● Saved data entries:
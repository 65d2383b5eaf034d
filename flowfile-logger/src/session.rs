//! The host's unit-of-work seam.
//!
//! A [`ProcessSession`] hands out at most one flowfile per call to `get`,
//! serves its content on demand, and accepts the routing decision. The host
//! engine owns queueing, redelivery and back-pressure behind this trait.
//! [`InMemorySession`] is a queue-backed implementation for embedding and
//! tests.

use crate::flowfile::{Attributes, FlowFile};
use crate::processor::Relationship;
use std::collections::{HashMap, VecDeque};
use std::io;

#[cfg_attr(test, mockall::automock)]
pub trait ProcessSession {
    /// Next queued flowfile, if any.
    fn get(&mut self) -> Option<FlowFile>;

    /// Read the full content of a flowfile obtained from this session.
    fn read(&mut self, flowfile: &FlowFile) -> io::Result<Vec<u8>>;

    /// Route a flowfile. Consumes it: a flowfile is transferred exactly once.
    fn transfer(&mut self, flowfile: FlowFile, relationship: Relationship);
}

#[derive(Debug, Clone)]
enum Content {
    Bytes(Vec<u8>),
    Unreadable(String),
}

/// Queue-backed session.
#[derive(Debug, Default)]
pub struct InMemorySession {
    next_id: u64,
    queue: VecDeque<FlowFile>,
    contents: HashMap<u64, Content>,
    transferred: Vec<(FlowFile, Relationship)>,
}

impl InMemorySession {
    pub fn new() -> Self {
        Self::default()
    }

    /// Queue a flowfile and return its id.
    pub fn enqueue(&mut self, attributes: Attributes, content: impl Into<Vec<u8>>) -> u64 {
        let content = content.into();
        let size = content.len() as u64;
        self.push(attributes, size, Content::Bytes(content))
    }

    /// Queue a flowfile whose content stream fails on read.
    pub fn enqueue_unreadable(&mut self, attributes: Attributes, reason: &str) -> u64 {
        self.push(attributes, 0, Content::Unreadable(reason.to_string()))
    }

    fn push(&mut self, attributes: Attributes, size: u64, content: Content) -> u64 {
        self.next_id += 1;
        let id = self.next_id;
        self.queue.push_back(FlowFile::new(id, attributes, size));
        self.contents.insert(id, content);
        id
    }

    /// Flowfiles still waiting to be pulled.
    pub fn pending(&self) -> usize {
        self.queue.len()
    }

    /// Every routing decision so far, in order.
    pub fn transferred(&self) -> &[(FlowFile, Relationship)] {
        &self.transferred
    }

    pub fn transferred_to(&self, relationship: Relationship) -> Vec<&FlowFile> {
        self.transferred
            .iter()
            .filter(|(_, r)| *r == relationship)
            .map(|(f, _)| f)
            .collect()
    }
}

impl ProcessSession for InMemorySession {
    fn get(&mut self) -> Option<FlowFile> {
        self.queue.pop_front()
    }

    fn read(&mut self, flowfile: &FlowFile) -> io::Result<Vec<u8>> {
        match self.contents.get(&flowfile.id()) {
            Some(Content::Bytes(bytes)) => Ok(bytes.clone()),
            Some(Content::Unreadable(reason)) => Err(io::Error::other(reason.clone())),
            None => Err(io::Error::new(
                io::ErrorKind::NotFound,
                format!("no content for {flowfile}"),
            )),
        }
    }

    fn transfer(&mut self, flowfile: FlowFile, relationship: Relationship) {
        self.contents.remove(&flowfile.id());
        self.transferred.push((flowfile, relationship));
    }
}
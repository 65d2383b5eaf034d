use crate::error::ProcessError;
use crate::processor::Relationship;

/// Map the outcome of read + format + emit to an output channel.
pub fn route(outcome: &Result<(), ProcessError>) -> Relationship {
    match outcome {
        Ok(()) => Relationship::Success,
        Err(_) => Relationship::Failure,
    }
}
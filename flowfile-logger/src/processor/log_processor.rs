use crate::error::{ConfigurationError, TriggerError};
use crate::processor::activation::Activation;
use crate::processor::config::PROPERTY_DESCRIPTORS;
use crate::processor::router::route;
use crate::processor::{
    InputRequirement, ProcessContext, Processor, PropertyDescriptor, Relationship,
};
use crate::session::ProcessSession;
use crate::sink::{DocumentSinkFactory, SinkFactory};
use std::sync::{Arc, RwLock};

const PROCESSOR_NAME: &str = "FlowFileLogger";
const DESCRIPTION: &str =
    "Logs flowfile content and/or attributes through a configurable log sink \
     with customizable log levels and prefixes.";
const TAGS: [&str; 3] = ["logger", "logging", "flowfile"];

/// Formats each incoming flowfile into a log line, writes it to the sink
/// described by the `logConfiguration` property and routes the flowfile to
/// SUCCESS, or to FAILURE when reading, decoding or emitting fails.
///
/// The active configuration is an immutable [`Activation`] snapshot.
/// `on_scheduled` swaps in a new one; each trigger clones the `Arc` once, so
/// it sees either the old or the new snapshot in full.
pub struct LogProcessor {
    factory: Box<dyn SinkFactory>,
    active: RwLock<Option<Arc<Activation>>>,
}

impl LogProcessor {
    pub fn new() -> Self {
        Self::with_sink_factory(DocumentSinkFactory)
    }

    pub fn with_sink_factory<F: SinkFactory + 'static>(factory: F) -> Self {
        Self {
            factory: Box::new(factory),
            active: RwLock::new(None),
        }
    }

    /// Current snapshot, if the processor is scheduled.
    pub fn activation(&self) -> Option<Arc<Activation>> {
        match self.active.read() {
            Ok(guard) => guard.clone(),
            Err(poisoned) => poisoned.into_inner().clone(),
        }
    }

    fn replace_activation(&self, next: Option<Arc<Activation>>) -> Option<Arc<Activation>> {
        let mut guard = match self.active.write() {
            Ok(guard) => guard,
            Err(poisoned) => poisoned.into_inner(),
        };
        std::mem::replace(&mut *guard, next)
    }

    fn retire(previous: Option<Arc<Activation>>) {
        if let Some(previous) = previous {
            previous.sink().flush();
        }
    }
}

impl Default for LogProcessor {
    fn default() -> Self {
        Self::new()
    }
}

impl Processor for LogProcessor {
    fn name(&self) -> String {
        PROCESSOR_NAME.to_string()
    }

    fn description(&self) -> String {
        DESCRIPTION.to_string()
    }

    fn tags(&self) -> Vec<String> {
        TAGS.iter().map(|t| t.to_string()).collect()
    }

    fn property_descriptors(&self) -> Vec<PropertyDescriptor> {
        PROPERTY_DESCRIPTORS.to_vec()
    }

    fn relationships(&self) -> Vec<Relationship> {
        vec![Relationship::Success, Relationship::Failure]
    }

    fn input_requirement(&self) -> InputRequirement {
        InputRequirement::Allowed
    }

    fn supports_batching(&self) -> bool {
        true
    }

    fn on_scheduled(&self, context: &ProcessContext) -> Result<(), ConfigurationError> {
        for key in context.unknown_properties(&PROPERTY_DESCRIPTORS) {
            log::warn!("{PROCESSOR_NAME} ignores unsupported property '{key}'");
        }

        match Activation::activate(context, self.factory.as_ref()) {
            Ok(activation) => {
                log::info!(
                    "{PROCESSOR_NAME} scheduled: source={}, type={}, prefix={:?}",
                    activation.config().data_source,
                    activation.config().severity,
                    activation.config().prefix
                );
                Self::retire(self.replace_activation(Some(Arc::new(activation))));
                Ok(())
            }
            Err(e) => {
                log::error!("{PROCESSOR_NAME} failed to schedule: {e}");
                Self::retire(self.replace_activation(None));
                Err(e)
            }
        }
    }

    fn on_trigger(
        &self,
        session: &mut dyn ProcessSession,
    ) -> Result<Option<Relationship>, TriggerError> {
        let Some(activation) = self.activation() else {
            return Err(TriggerError::NotScheduled(self.name()));
        };

        let Some(flowfile) = session.get() else {
            return Ok(None);
        };

        let outcome = activation.log_flowfile(session, &flowfile);
        if let Err(e) = &outcome {
            log::error!("Failed to process {flowfile} data due to {e}; transferring to failure");
        }

        let relationship = route(&outcome);
        session.transfer(flowfile, relationship);
        Ok(Some(relationship))
    }

    fn on_stopped(&self) {
        Self::retire(self.replace_activation(None));
    }
}
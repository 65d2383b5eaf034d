pub mod data_source;
pub mod input_requirement;
pub mod relationship;
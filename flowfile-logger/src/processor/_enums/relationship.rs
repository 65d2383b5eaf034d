use strum_macros::{Display, EnumString, VariantNames};

/// Output channels of a processor. Every flowfile pulled from the session is
/// transferred to exactly one of them.
#[derive(Display, EnumString, VariantNames, Debug, Clone, Copy, Eq, Hash, PartialEq)]
#[strum(serialize_all = "UPPERCASE")]
pub enum Relationship {
    Success,
    Failure,
}

impl Relationship {
    pub fn description(&self) -> &'static str {
        match self {
            Relationship::Success => "Success",
            Relationship::Failure => "Failed to process",
        }
    }
}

● What is required:
The answer is the lines above between the line holding "use crate::session::ProcessSession;" and the line holding "const TAGS: [&str;", inclusive, each written out exactly, and no others.

● Solution to this task:
use crate::session::ProcessSession;
use crate::sink::{DocumentSinkFactory, SinkFactory};
use std::sync::{Arc, RwLock};

const PROCESSOR_NAME: &str = "FlowFileLogger";
const DESCRIPTION: &str =
    "Logs flowfile content and/or attributes through a configurable log sink \
     with customizable log levels and prefixes.";
const TAGS: [&str; 3] = ["logger", "logging", "flowfile"];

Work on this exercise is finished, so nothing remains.